Algerian Author Rachid Boudjedra
With his very first novel, La Répudiation, award winning Algerian writer, Rachid Boudjedra, gained a reputation for his explicit language and being outspoken in his views of Muslim traditionalism. In the literary world, he was hailed as a leader in what was seen as a new movement of experimental fiction. La Répudiation, which is said to reflect his difficult childhood, was banned in Algeria at the time of its release in 1969. Due to concerns for his safety, the author lived in France for a number of years, later moving to Rabat in Morocco, where he remained until 1975, before returning to his home country.
Born in Ain Beida, in the Ouargla Province of eastern Algeria, on September 5, 1941, Rachid Boudjedra was raised in the traditional Muslim manner. Upon completing basic education in Algeria, he continued to study in Spain and later Paris where he obtained a degree in philosophy at the prestigious Sorbonne University. His main focus of research during his studies was the controversial French writer and physician Louis-Ferdinand Destouches, better known under his nom de plume, Louis-Ferdinand Céline. Boudjedra spent some time teaching in Paris and then in the Moroccan city of Rabat before returning to Algeria where he worked for the Algerian Bureau of Cinematography.

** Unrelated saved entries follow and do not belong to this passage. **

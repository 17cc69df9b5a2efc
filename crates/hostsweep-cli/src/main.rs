//! hostsweep - host security sweeps from the command line

use anyhow::Result;

#[tokio::main]
async fn main() -> Result<()> {
    hostsweep_cli::run().await
}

Following on the success of his first novel, Boudjedra’s next literary offering was the novel L’Insolation (Sunstroke) where he explored different mental states, mixing dreams with reality. In 1975, his novel Topographie idéale pour une agression caractérisée< details the experiences of an illiterate Berber peasant as he tries to find work in the unfamiliar, and often hostile, environment of the city. In L’Escargot entêté (The Stubborn Snail), Boudjedra uses the mediocre life of a bureaucrat to symbolize the less than satisfactory outcome of the Algerian revolution. In 1979, his satiric novel Les 1001 Années de la nostalgie (1001 Years of Nostalgia) Boudjedra spins the tale of an ancient traditional Saharan village faced with the complexities and modernity of an American film company.
After writing a total of six novels in the French language, Rachid Boudjedra completed some works in Arabic, before writing once again in French in the mid-1990s. In addition to his novels, Boudjedra’s works include poetry and he has collaborated in writing scripts for a number of films. His awards include the Cannes Golden Palm, Festival of Carthage, and the Jean Cocteau Prix des enfants terribles. Today, Rachid Boudjedra divides his time between his homes in Algiers and Paris. His most recent novel to be published is titled Hôtel Saint Georges.